Dataset entries
>>>

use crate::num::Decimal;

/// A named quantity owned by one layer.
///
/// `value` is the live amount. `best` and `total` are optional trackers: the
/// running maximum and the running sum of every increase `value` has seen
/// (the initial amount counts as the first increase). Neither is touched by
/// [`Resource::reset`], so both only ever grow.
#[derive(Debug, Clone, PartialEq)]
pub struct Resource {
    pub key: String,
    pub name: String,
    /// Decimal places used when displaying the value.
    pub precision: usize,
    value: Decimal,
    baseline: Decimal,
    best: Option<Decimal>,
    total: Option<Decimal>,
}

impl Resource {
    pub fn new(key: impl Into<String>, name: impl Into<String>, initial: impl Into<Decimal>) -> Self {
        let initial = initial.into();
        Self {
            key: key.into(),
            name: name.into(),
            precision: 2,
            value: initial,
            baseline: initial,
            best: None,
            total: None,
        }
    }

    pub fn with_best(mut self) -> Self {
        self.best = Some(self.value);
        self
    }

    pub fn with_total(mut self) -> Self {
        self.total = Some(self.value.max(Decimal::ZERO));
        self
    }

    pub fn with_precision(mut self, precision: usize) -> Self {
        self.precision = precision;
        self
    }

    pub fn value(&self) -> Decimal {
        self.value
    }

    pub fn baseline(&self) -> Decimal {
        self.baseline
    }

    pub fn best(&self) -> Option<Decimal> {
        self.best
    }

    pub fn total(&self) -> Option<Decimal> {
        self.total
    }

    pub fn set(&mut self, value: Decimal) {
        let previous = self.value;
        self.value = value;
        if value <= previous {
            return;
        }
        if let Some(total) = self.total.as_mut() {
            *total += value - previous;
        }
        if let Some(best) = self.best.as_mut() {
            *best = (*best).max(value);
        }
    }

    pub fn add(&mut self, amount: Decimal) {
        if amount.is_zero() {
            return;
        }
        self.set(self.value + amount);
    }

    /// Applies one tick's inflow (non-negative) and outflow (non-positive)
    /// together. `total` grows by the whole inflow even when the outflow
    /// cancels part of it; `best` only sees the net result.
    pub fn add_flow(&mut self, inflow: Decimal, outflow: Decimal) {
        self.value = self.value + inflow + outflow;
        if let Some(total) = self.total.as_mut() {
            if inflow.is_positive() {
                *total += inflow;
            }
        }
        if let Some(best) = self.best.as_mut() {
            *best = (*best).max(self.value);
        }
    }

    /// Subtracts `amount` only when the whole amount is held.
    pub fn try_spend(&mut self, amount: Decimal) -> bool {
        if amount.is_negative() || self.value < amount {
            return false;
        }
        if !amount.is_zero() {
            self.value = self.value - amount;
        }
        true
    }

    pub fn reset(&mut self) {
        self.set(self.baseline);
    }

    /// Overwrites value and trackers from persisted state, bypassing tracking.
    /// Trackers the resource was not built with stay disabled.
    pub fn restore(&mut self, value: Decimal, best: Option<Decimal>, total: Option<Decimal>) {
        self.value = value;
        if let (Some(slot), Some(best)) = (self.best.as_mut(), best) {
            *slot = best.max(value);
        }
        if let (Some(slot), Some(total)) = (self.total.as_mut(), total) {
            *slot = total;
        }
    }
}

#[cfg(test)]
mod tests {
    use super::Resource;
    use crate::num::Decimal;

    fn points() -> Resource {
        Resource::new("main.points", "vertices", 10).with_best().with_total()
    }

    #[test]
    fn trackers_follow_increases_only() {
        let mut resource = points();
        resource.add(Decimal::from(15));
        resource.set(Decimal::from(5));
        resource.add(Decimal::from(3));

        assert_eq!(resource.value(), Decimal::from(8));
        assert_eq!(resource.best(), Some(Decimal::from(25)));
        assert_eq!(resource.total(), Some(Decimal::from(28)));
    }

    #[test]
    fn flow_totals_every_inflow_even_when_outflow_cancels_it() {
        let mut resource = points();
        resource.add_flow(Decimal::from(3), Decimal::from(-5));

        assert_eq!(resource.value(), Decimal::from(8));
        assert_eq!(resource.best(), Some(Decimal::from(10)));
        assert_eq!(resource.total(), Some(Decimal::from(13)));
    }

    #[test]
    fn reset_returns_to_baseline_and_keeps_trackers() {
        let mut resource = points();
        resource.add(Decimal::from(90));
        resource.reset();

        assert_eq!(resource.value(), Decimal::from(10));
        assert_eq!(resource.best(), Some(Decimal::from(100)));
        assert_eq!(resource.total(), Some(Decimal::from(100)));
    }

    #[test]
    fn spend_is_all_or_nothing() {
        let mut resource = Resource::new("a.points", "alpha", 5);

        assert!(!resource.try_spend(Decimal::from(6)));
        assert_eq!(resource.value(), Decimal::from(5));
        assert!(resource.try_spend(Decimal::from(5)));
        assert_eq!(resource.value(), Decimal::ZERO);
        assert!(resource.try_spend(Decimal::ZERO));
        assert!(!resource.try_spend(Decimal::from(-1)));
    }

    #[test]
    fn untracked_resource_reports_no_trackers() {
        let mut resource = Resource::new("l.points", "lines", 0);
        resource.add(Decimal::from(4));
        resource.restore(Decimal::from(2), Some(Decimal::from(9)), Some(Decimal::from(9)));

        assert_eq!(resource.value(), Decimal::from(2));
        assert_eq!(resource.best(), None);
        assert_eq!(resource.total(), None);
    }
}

<<<
>>>

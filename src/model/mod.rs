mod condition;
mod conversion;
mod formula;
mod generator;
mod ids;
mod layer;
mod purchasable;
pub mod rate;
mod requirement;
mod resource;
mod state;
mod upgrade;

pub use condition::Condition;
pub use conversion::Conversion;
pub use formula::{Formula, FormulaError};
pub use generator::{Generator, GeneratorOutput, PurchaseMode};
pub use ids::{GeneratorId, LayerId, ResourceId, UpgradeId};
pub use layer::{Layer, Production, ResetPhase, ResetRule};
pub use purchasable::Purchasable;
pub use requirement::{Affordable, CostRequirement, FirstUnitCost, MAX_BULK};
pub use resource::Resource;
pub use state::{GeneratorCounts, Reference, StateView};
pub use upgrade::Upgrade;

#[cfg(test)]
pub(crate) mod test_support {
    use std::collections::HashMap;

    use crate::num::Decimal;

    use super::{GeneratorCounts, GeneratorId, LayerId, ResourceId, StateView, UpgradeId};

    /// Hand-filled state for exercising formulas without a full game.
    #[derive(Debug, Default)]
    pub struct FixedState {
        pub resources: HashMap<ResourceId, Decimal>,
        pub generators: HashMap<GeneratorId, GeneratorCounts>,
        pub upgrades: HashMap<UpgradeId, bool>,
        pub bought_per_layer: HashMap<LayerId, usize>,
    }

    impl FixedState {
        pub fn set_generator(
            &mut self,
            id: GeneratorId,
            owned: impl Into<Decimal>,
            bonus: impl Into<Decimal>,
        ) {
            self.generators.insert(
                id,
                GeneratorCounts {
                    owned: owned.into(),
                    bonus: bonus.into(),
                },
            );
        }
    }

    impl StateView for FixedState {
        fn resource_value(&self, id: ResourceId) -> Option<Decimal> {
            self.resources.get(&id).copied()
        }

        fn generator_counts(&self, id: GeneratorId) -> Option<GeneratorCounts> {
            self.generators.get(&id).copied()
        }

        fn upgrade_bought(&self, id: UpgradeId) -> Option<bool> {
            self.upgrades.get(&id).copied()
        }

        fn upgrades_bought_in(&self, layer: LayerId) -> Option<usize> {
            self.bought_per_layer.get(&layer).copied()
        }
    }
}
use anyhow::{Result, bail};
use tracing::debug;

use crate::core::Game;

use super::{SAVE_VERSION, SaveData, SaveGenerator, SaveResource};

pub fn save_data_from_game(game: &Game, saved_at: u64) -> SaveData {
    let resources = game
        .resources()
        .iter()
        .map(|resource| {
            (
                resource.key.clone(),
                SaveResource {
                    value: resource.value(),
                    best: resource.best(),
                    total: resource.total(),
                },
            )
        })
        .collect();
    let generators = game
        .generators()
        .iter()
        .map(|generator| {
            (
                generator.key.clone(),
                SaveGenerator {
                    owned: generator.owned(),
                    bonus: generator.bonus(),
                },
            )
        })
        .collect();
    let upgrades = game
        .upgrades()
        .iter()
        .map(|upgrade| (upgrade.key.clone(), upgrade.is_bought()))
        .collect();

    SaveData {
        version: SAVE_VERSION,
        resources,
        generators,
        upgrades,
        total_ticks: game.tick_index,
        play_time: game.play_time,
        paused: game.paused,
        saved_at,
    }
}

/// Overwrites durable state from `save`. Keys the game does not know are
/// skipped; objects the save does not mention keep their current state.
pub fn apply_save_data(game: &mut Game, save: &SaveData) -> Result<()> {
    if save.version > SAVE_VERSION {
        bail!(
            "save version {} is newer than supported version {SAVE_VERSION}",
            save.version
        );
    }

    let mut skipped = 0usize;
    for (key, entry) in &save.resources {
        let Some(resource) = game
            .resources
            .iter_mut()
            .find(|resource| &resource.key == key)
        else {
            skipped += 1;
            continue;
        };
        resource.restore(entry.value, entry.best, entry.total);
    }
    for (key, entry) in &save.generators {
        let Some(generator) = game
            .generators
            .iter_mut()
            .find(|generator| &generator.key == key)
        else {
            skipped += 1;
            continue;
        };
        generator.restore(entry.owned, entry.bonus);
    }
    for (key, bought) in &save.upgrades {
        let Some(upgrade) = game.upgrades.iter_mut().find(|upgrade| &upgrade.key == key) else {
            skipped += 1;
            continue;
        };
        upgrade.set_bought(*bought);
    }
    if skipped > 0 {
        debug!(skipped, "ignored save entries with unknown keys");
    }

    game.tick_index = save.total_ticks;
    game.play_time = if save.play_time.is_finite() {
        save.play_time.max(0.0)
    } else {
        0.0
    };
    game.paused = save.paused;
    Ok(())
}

<<<

**Work instruction:** For each line above that includes the word "GeneratorCounts", make a copy of that line.

**Answer box:**
pub use state::{GeneratorCounts, Reference, StateView};
    use super::{GeneratorCounts, GeneratorId, LayerId, ResourceId, StateView, UpgradeId};
        pub generators: HashMap<GeneratorId, GeneratorCounts>,
                GeneratorCounts {
        fn generator_counts(&self, id: GeneratorId) -> Option<GeneratorCounts> {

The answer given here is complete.